As of version 0.6.0, ActivityLog has built in the ability to dynamically create descriptions based on language keys in Laravel's language files. If you would like to enable this feature without having to set language_key to true when you use the log() function, change defaults.language_key to true in the config file (it is not present by default so you will have to add it).

Logging user activity with language keys:

	Activity::log([
		'contentType' => 'Record',
		'description' => [
			'created_items', [ // "activity-log::descriptions.created_items" is ":user created :number :items."
				'number' => 2,
				'items'  => 'SPL|labels.record', // "labels.record" in this example has a string of "Record|Records"
			],
		],
		'details' => [
			'record',
			'This is Some Kind of Record',
		],
		'data' => [
			'category' => 'Content',
		],
	]);

	echo $activity->getDescription(); // may output "Unknown User created 2 records."
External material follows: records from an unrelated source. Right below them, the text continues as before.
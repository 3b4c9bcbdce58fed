//! State module for tracking job progress
//!
//! # Components
//!
//! - `JobStatus`: the job state machine (starting, downloading/rendering,
//!   archiving, and the three terminal outcomes)
//! - `progress_percent`: maps a job's counters and status to a 0–100 value

mod job_state;
mod progress;

// Re-export main types
pub use job_state::JobStatus;
pub use progress::{progress_percent, ARCHIVING_PROGRESS, PROGRESS_HEADROOM, TRAVERSAL_CEILING};
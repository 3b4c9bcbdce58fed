//! ZIP packaging of a job's working directory

use super::{StorageError, StorageResult};
use std::fs::{self, File};
use std::io::{self, BufWriter};
use std::path::{Path, PathBuf};
use zip::write::SimpleFileOptions;
use zip::{CompressionMethod, ZipWriter};

/// Writes every regular file under `source` into a new archive at `destination`
///
/// Entry names are paths relative to `source` with `/` separators, written in
/// sorted order. A partially written archive is removed on failure. Returns the
/// number of entries written.
///
/// This is blocking IO; async callers should run it on the blocking pool.
pub fn archive_directory(source: &Path, destination: &Path) -> StorageResult<usize> {
    let mut files = Vec::new();
    collect_files(source, &mut files)?;
    files.sort();

    let result = write_archive(source, destination, &files);
    if result.is_err() {
        let _ = fs::remove_file(destination);
    }
    result
}

fn write_archive(source: &Path, destination: &Path, files: &[PathBuf]) -> StorageResult<usize> {
    let file = File::create(destination).map_err(|e| StorageError::io(destination, e))?;
    let mut writer = ZipWriter::new(BufWriter::new(file));
    let options = SimpleFileOptions::default()
        .compression_method(CompressionMethod::Deflated)
        .unix_permissions(0o644);

    for path in files {
        let name = entry_name(source, path);
        writer.start_file(name, options)?;

        let mut input = File::open(path).map_err(|e| StorageError::io(path, e))?;
        io::copy(&mut input, &mut writer).map_err(|e| StorageError::io(path, e))?;
    }

    writer.finish()?;
    Ok(files.len())
}

fn collect_files(dir: &Path, files: &mut Vec<PathBuf>) -> StorageResult<()> {
    for entry in fs::read_dir(dir).map_err(|e| StorageError::io(dir, e))? {
        let entry = entry.map_err(|e| StorageError::io(dir, e))?;
        let path = entry.path();
        let file_type = entry.file_type().map_err(|e| StorageError::io(&path, e))?;

        if file_type.is_dir() {
            collect_files(&path, files)?;
        } else if file_type.is_file() {
            files.push(path);
        }
    }
    Ok(())
}

fn entry_name(root: &Path, path: &Path) -> String {
    path.strip_prefix(root)
        .unwrap_or(path)
        .components()
        .map(|c| c.as_os_str().to_string_lossy())
        .collect::<Vec<_>>()
        .join("/")
}
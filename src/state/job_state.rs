/// Job status definitions for tracking a mirror job from start to finish
///
/// This module defines the states a job moves through and which moves are legal.
use serde::{Deserialize, Serialize};
use std::fmt;

/// Represents the current status of a mirror job
#[derive(Debug, Clone, Copy, PartialEq, Eq, Hash, Serialize, Deserialize)]
#[serde(rename_all = "lowercase")]
pub enum JobStatus {
    // ===== Active States =====
    /// Job was accepted and its task has not started fetching yet
    Starting,

    /// Pages are being fetched with the static byte-level strategy
    Downloading,

    /// Pages are being rendered in the headless browser
    Rendering,

    /// Traversal finished and the working directory is being packaged
    Archiving,

    // ===== Terminal States =====
    /// Archive is ready
    Completed,

    /// Job failed with a job-fatal error
    Error,

    /// Job was cancelled before producing an archive
    Cancelled,
}

impl JobStatus {
    /// Returns true if this is a terminal state (no further transitions)
    pub fn is_terminal(&self) -> bool {
        matches!(self, Self::Completed | Self::Error | Self::Cancelled)
    }

    /// Returns true if the job is still making progress
    pub fn is_active(&self) -> bool {
        !self.is_terminal()
    }

    /// Returns true while pages are being fetched
    pub fn is_traversing(&self) -> bool {
        matches!(self, Self::Downloading | Self::Rendering)
    }

    /// The traversal status used for a job, chosen once from its render flag
    pub fn traversal(render_javascript: bool) -> Self {
        if render_javascript {
            Self::Rendering
        } else {
            Self::Downloading
        }
    }

    /// Returns true if moving from `self` to `next` is allowed
    ///
    /// `Starting -> Downloading|Rendering -> Archiving -> Completed`, with
    /// `Error` and `Cancelled` reachable from any non-terminal state.
    pub fn can_transition_to(&self, next: JobStatus) -> bool {
        if self.is_terminal() {
            return false;
        }

        match next {
            Self::Error | Self::Cancelled => true,
            Self::Downloading | Self::Rendering => *self == Self::Starting,
            Self::Archiving => self.is_traversing(),
            Self::Completed => *self == Self::Archiving,
            Self::Starting => false,
        }
    }

    /// Converts the status to its wire representation
    pub fn as_str(&self) -> &'static str {
        match self {
            Self::Starting => "starting",
            Self::Downloading => "downloading",
            Self::Rendering => "rendering",
            Self::Archiving => "archiving",
            Self::Completed => "completed",
            Self::Error => "error",
            Self::Cancelled => "cancelled",
        }
    }

    /// Returns all possible job states
    pub fn all_states() -> Vec<Self> {
        vec![
            Self::Starting,
            Self::Downloading,
            Self::Rendering,
            Self::Archiving,
            Self::Completed,
            Self::Error,
            Self::Cancelled,
        ]
    }
}

impl fmt::Display for JobStatus {
    fn fmt(&self, f: &mut fmt::Formatter<'_>) -> fmt::Result {
        f.write_str(self.as_str())
    }
}
use crate::ValidationError;
use std::net::{Ipv4Addr, Ipv6Addr};
use url::{Host, Url};

/// Validates a seed address at the service boundary
///
/// Accepts only http/https URLs with a host that is not loopback, private,
/// link-local or otherwise local to the machine running the crawl.
///
/// # Examples
///
/// ```
/// use sumi_mirror::url::validate_seed;
///
/// assert!(validate_seed("https://example.com").is_ok());
/// assert!(validate_seed("http://127.0.0.1").is_err());
/// assert!(validate_seed("ftp://example.com").is_err());
/// ```
pub fn validate_seed(address: &str) -> Result<Url, ValidationError> {
    let url = Url::parse(address.trim()).map_err(|e| ValidationError::Parse(e.to_string()))?;

    if url.scheme() != "http" && url.scheme() != "https" {
        return Err(ValidationError::InvalidScheme(url.scheme().to_string()));
    }

    if url.host().is_none() {
        return Err(ValidationError::MissingHost);
    }

    if is_private_host(&url) {
        let host = url.host_str().unwrap_or_default().to_string();
        return Err(ValidationError::PrivateHost(host));
    }

    Ok(url)
}

/// Returns true if the URL's host matches a private, loopback or link-local pattern
///
/// Matched patterns: `localhost`, `127.*`, `10.*`, `172.16-31.*`,
/// `192.168.*`, `0.*`, `::1`, `fc00::/7` and `fe80::/10`. IPv4-mapped IPv6
/// addresses are checked against the IPv4 patterns. URLs without a host are
/// treated as private.
pub fn is_private_host(url: &Url) -> bool {
    match url.host() {
        Some(Host::Domain(domain)) => {
            domain.trim_end_matches('.').eq_ignore_ascii_case("localhost")
        }
        Some(Host::Ipv4(addr)) => is_private_ipv4(addr),
        Some(Host::Ipv6(addr)) => is_private_ipv6(addr),
        None => true,
    }
}

fn is_private_ipv4(addr: Ipv4Addr) -> bool {
    let [a, b, ..] = addr.octets();
    matches!(
        (a, b),
        (127, _) | (10, _) | (0, _) | (192, 168) | (172, 16..=31)
    )
}

fn is_private_ipv6(addr: Ipv6Addr) -> bool {
    if let Some(mapped) = addr.to_ipv4_mapped() {
        return is_private_ipv4(mapped);
    }

    let first = addr.segments()[0];
    addr.is_loopback() || (first & 0xfe00) == 0xfc00 || (first & 0xffc0) == 0xfe80
}
//! Sumi-Mirror: a bounded website mirror
//!
//! This crate crawls a website breadth-first from a seed URL up to a depth
//! limit, stores the pages and their assets, packages the result as a ZIP
//! archive, and reclaims old archives under age and capacity limits.

pub mod config;
pub mod crawler;
pub mod jobs;
pub mod state;
pub mod storage;
pub mod url;

use thiserror::Error;

/// Main error type for Sumi-Mirror operations
///
/// These are the job-fatal failures. A job that hits one of them ends in the
/// `error` state with the error's display text as its message.
#[derive(Debug, Error)]
pub enum MirrorError {
    #[error("Configuration error: {0}")]
    Config(#[from] ConfigError),

    #[error("Validation error: {0}")]
    Validation(#[from] ValidationError),

    #[error("Failed to prepare working directory {path}: {source}")]
    Workspace {
        path: String,
        source: std::io::Error,
    },

    #[error("Rendering infrastructure failed: {0}")]
    Render(String),

    #[error("Storage error: {0}")]
    Storage(#[from] storage::StorageError),

    #[error("HTTP client error: {0}")]
    Reqwest(#[from] reqwest::Error),

    #[error("Invalid state transition: {from} -> {to}")]
    InvalidTransition {
        from: state::JobStatus,
        to: state::JobStatus,
    },

    #[error("Background task failed: {0}")]
    Join(#[from] tokio::task::JoinError),

    #[error("IO error: {0}")]
    Io(#[from] std::io::Error),
}

/// Configuration-specific errors
#[derive(Debug, Error)]
pub enum ConfigError {
    #[error("Failed to read config file: {0}")]
    Io(#[from] std::io::Error),

    #[error("Failed to parse TOML: {0}")]
    Parse(#[from] toml::de::Error),

    #[error("Validation error: {0}")]
    Validation(String),

    #[error("Invalid URL in config: {0}")]
    InvalidUrl(String),
}

/// Errors raised while validating a request at the service boundary
///
/// None of these ever create a job.
#[derive(Debug, Error, PartialEq, Eq)]
pub enum ValidationError {
    #[error("Failed to parse URL: {0}")]
    Parse(String),

    #[error("Invalid URL scheme: {0}")]
    InvalidScheme(String),

    #[error("Missing host in URL")]
    MissingHost,

    #[error("Address points to a private or loopback host: {0}")]
    PrivateHost(String),

    #[error("Depth must be between 1 and 5, got {0}")]
    DepthOutOfRange(u8),

    #[error("Max size must be between 1 and 500, got {0}")]
    MaxSizeOutOfRange(u32),

    #[error("Malformed job identifier: {0}")]
    InvalidJobId(String),
}

/// Result type alias for Sumi-Mirror operations
pub type Result<T> = std::result::Result<T, MirrorError>;

// Re-export commonly used types
pub use config::Config;
pub use jobs::{JobId, JobOptions, JobService, JobSnapshot, StartRequest};
pub use state::JobStatus;
pub use url::{resolve_reference, validate_seed};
	echo $activity->getDetails(); // may output "Record: This is Some Kind of Record"

	echo $activity->getData('category'); // will output "Content"

In the example above, the items replacement variable in the description has a number of specified properties before the | character which separates them from the actual language variable. The available properties are as follows:

S - Return the "singular" string (in the case of "labels.record", "Record")
P - Return the "plural" string (in the case of "labels.record", "Records")
A - Prepend the string with "a" or "an" (example: "a record" instead of just "record")
L - Convert the string to lowercase

In our example above, you will see both singular ("S") and plural ("P") are being used. When both are used, the description builder looks for a number replacement variable to decide whether the singular or plural form should be used.
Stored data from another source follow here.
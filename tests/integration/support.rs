//! Shared fakes for integration tests

use async_trait::async_trait;
use std::collections::HashMap;
use std::sync::Mutex;
use sumi_mirror::crawler::{
    parse_references, FetchError, PageFetcher, RetrievedAsset, RetrievedPage,
};
use tokio::sync::{Notify, Semaphore};
use tokio_util::sync::CancellationToken;
use url::Url;

/// In-memory site keyed by absolute URL, recording every fetch
#[derive(Default)]
pub struct FakeSite {
    pages: HashMap<String, String>,
    assets: HashMap<String, Vec<u8>>,
    fetched: Mutex<Vec<String>>,
    gate: Option<Gate>,
}

/// Blocks page fetches until released
pub struct Gate {
    pub started: Notify,
    pub release: Semaphore,
}

impl FakeSite {
    pub fn page(mut self, url: &str, html: &str) -> Self {
        self.pages.insert(url.to_string(), html.to_string());
        self
    }

    pub fn asset(mut self, url: &str, body: &[u8]) -> Self {
        self.assets.insert(url.to_string(), body.to_vec());
        self
    }

    pub fn gated(mut self) -> Self {
        self.gate = Some(Gate {
            started: Notify::new(),
            release: Semaphore::new(0),
        });
        self
    }

    pub fn gate(&self) -> &Gate {
        self.gate.as_ref().expect("site is not gated")
    }

    pub fn fetched(&self) -> Vec<String> {
        self.fetched.lock().unwrap().clone()
    }
}

/// A small site on example.com with a cross-host link and shared assets
pub fn example_site() -> FakeSite {
    FakeSite::default()
        .page(
            "https://example.com/",
            r#"<html><head><link rel="stylesheet" href="/site.css"></head><body>
               <a href="/docs/">Docs</a>
               <a href="/about">About</a>
               <a href="https://elsewhere.org/">Elsewhere</a>
               <img src="/logo.png">
               </body></html>"#,
        )
        .page(
            "https://example.com/docs/",
            r#"<a href="/docs/intro">Intro</a><a href="/">Home</a><img src="/logo.png">"#,
        )
        .page("https://example.com/about", r#"<a href="/docs/">Docs</a>"#)
        .page("https://example.com/docs/intro", "<p>deep</p>")
        .asset("https://example.com/site.css", b"body {}")
        .asset("https://example.com/logo.png", b"PNG")
}

#[async_trait]
impl PageFetcher for FakeSite {
    async fn fetch_page(
        &self,
        url: &Url,
        max_bytes: u64,
        _cancel: &CancellationToken,
    ) -> Result<RetrievedPage, FetchError> {
        self.fetched.lock().unwrap().push(url.to_string());

        if let Some(gate) = &self.gate {
            gate.started.notify_one();
            let permit = gate.release.acquire().await.map_err(|_| FetchError::Cancelled)?;
            permit.forget();
        }

        let html = self.pages.get(url.as_str()).ok_or_else(|| FetchError::Status {
            url: url.to_string(),
            status: 404,
        })?;
        if html.len() as u64 > max_bytes {
            return Err(FetchError::TooLarge {
                url: url.to_string(),
                size: html.len() as u64,
                limit: max_bytes,
            });
        }

        Ok(RetrievedPage {
            url: url.clone(),
            content_type: Some("text/html".to_string()),
            body: html.clone().into_bytes(),
            references: parse_references(html, url),
        })
    }

    async fn fetch_asset(
        &self,
        url: &Url,
        _max_bytes: u64,
        _cancel: &CancellationToken,
    ) -> Result<RetrievedAsset, FetchError> {
        self.fetched.lock().unwrap().push(url.to_string());

        let body = self.assets.get(url.as_str()).ok_or_else(|| FetchError::Status {
            url: url.to_string(),
            status: 404,
        })?;
        Ok(RetrievedAsset {
            url: url.clone(),
            content_type: None,
            body: body.clone(),
        })
    }
}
Note: The user replacement variable is automatically set based on the record's user ID.

Getting Linked Content

Set up the content_types config array like the following example:

	'item' => [
		'uri'       => 'view/:id',
		'subdomain' => 'items',
		'model'     => 'App\Models\Item',
	],

You can use getContentItem() to get the item based on the specified model (assuming, in the case of the above specified example, that your content type is set to "Item"). You can also use getUrl() to get the URL of the content item or getLinkedDescription() to get a linked description for the item.

Displaying Action Icons

Display an action icon based on config setup:

	echo $activity->getIconMarkup();

You can also use getIcon() to get just the icon class from which to build your own icon markup.